> [Activity] Search the data below, and report every line in which "format" occurs.

Stored data entries
BEGIN

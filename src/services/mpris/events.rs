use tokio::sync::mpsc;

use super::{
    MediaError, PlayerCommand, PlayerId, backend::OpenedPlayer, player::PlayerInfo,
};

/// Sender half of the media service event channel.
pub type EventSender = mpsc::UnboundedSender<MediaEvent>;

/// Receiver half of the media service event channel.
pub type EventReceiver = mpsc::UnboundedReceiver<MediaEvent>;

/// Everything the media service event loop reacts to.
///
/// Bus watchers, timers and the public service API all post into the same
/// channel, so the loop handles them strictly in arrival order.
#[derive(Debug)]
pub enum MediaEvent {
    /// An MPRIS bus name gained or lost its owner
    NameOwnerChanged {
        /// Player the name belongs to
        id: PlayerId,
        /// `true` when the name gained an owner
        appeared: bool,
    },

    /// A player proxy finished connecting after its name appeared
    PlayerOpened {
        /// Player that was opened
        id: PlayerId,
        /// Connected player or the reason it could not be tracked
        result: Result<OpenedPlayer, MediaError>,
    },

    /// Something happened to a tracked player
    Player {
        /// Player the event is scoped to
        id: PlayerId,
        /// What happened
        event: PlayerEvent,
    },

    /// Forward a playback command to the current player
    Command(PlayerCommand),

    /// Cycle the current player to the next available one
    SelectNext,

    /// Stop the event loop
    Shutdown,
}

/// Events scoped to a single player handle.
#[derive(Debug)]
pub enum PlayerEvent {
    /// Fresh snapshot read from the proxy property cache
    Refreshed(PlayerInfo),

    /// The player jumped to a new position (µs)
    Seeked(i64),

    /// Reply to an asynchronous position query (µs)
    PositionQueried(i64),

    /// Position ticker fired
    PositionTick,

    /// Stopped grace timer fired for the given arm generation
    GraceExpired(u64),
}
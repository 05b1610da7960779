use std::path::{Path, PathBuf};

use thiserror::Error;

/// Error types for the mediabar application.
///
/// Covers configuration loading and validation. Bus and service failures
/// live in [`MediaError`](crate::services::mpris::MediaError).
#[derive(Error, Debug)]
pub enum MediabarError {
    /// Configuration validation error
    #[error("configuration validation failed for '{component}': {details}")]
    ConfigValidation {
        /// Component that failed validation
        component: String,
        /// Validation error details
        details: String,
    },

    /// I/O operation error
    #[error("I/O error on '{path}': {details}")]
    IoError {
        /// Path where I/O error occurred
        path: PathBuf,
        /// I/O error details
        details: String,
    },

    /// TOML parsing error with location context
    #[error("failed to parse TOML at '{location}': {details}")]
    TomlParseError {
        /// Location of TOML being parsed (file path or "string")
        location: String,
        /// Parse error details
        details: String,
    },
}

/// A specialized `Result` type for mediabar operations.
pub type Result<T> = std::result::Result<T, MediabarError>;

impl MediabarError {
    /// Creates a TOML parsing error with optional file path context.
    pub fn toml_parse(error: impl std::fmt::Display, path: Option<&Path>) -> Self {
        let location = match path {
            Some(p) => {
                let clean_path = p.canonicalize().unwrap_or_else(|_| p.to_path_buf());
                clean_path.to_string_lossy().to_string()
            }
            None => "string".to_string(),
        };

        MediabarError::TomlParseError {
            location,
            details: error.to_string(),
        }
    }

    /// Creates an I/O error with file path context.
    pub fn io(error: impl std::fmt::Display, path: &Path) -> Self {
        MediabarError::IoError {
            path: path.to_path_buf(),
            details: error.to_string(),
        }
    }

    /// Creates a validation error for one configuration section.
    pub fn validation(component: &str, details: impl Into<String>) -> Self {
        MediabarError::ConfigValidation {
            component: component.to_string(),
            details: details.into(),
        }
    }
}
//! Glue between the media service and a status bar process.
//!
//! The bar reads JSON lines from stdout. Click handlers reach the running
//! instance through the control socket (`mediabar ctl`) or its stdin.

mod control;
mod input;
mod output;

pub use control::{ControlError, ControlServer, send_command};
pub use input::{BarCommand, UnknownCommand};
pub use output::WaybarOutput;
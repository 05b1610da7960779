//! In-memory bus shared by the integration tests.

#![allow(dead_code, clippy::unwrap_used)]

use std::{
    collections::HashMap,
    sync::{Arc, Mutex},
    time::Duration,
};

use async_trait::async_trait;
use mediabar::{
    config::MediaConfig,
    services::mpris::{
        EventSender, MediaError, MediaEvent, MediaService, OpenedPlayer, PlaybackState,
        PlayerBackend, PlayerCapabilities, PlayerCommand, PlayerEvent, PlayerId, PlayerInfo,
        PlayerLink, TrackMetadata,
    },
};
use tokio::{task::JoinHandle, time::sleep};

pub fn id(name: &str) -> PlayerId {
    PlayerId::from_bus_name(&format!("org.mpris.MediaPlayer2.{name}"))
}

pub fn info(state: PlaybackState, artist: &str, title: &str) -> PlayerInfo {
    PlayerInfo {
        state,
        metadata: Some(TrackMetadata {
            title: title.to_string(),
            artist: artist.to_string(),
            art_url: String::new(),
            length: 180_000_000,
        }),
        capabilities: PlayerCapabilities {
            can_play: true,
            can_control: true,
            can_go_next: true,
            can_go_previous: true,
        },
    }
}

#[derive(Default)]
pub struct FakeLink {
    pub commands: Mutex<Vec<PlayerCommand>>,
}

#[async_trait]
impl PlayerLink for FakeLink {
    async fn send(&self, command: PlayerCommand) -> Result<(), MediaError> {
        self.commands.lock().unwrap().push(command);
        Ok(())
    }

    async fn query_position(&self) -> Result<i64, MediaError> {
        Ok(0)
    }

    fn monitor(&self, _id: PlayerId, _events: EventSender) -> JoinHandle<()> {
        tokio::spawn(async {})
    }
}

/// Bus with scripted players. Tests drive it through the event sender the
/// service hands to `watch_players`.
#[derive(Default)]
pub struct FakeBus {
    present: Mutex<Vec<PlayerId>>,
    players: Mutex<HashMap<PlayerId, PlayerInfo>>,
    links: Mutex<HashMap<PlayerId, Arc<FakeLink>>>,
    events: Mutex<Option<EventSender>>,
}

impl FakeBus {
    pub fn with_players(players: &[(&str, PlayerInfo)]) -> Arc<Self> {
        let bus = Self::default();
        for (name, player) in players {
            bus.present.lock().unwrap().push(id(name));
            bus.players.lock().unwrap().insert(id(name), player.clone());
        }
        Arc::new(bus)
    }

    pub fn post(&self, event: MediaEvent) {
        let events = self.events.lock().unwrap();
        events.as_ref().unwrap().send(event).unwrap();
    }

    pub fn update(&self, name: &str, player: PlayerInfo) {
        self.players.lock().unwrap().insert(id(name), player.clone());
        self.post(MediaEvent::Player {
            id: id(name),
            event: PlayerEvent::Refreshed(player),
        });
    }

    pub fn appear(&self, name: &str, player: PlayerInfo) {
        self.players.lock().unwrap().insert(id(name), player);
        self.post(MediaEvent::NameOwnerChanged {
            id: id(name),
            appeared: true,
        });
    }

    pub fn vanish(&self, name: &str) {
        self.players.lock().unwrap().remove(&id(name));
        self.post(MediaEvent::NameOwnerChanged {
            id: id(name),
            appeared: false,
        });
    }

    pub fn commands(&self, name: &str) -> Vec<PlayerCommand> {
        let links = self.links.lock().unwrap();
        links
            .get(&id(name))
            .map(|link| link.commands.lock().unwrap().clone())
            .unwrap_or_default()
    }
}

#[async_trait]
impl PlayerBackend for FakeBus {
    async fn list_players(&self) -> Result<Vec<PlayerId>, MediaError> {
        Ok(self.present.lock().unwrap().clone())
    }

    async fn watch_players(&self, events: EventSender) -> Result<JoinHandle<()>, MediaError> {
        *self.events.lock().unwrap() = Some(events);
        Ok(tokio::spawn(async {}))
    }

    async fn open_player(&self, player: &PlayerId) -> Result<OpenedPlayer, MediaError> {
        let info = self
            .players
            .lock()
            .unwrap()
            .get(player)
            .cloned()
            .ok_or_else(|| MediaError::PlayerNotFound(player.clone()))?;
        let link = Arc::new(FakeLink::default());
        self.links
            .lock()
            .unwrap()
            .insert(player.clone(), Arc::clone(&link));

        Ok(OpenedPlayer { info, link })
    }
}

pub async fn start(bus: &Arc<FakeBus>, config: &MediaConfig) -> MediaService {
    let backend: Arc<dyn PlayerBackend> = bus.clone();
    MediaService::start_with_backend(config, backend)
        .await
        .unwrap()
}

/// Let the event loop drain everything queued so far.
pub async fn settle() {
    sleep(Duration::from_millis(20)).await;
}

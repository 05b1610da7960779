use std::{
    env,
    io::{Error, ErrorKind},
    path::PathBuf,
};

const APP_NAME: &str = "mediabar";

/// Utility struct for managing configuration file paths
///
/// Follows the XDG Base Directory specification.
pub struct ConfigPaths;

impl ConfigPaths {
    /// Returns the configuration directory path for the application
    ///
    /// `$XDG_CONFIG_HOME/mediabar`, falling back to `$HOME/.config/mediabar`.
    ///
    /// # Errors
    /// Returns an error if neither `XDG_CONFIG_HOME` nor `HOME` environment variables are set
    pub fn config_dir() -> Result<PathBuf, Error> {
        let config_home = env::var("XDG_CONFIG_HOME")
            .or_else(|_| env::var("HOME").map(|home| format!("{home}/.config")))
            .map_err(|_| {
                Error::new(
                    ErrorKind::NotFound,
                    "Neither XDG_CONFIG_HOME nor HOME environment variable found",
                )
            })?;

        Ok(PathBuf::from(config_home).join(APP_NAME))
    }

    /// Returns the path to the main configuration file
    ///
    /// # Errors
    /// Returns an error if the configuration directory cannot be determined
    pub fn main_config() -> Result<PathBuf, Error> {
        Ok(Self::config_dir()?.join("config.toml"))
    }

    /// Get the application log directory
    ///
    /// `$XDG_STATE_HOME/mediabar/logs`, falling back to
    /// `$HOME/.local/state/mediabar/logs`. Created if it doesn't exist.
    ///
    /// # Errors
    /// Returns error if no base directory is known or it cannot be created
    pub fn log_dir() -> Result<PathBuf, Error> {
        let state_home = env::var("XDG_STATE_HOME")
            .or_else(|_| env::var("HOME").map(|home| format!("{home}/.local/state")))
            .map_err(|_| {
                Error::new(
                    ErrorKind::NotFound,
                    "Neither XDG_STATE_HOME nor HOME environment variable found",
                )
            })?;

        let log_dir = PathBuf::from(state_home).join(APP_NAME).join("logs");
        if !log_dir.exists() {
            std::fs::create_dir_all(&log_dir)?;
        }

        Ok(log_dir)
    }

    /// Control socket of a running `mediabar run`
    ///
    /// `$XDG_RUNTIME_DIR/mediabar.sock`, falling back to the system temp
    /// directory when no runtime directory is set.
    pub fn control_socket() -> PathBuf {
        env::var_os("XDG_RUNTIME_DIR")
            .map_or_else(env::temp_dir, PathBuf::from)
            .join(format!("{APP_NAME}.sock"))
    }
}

END

> [Exercise output]
    PlayerId::from_bus_name(&format!("org.mpris.MediaPlayer2.{name}"))
            .or_else(|_| env::var("HOME").map(|home| format!("{home}/.config")))
            .or_else(|_| env::var("HOME").map(|home| format!("{home}/.local/state")))
            .join(format!("{APP_NAME}.sock"))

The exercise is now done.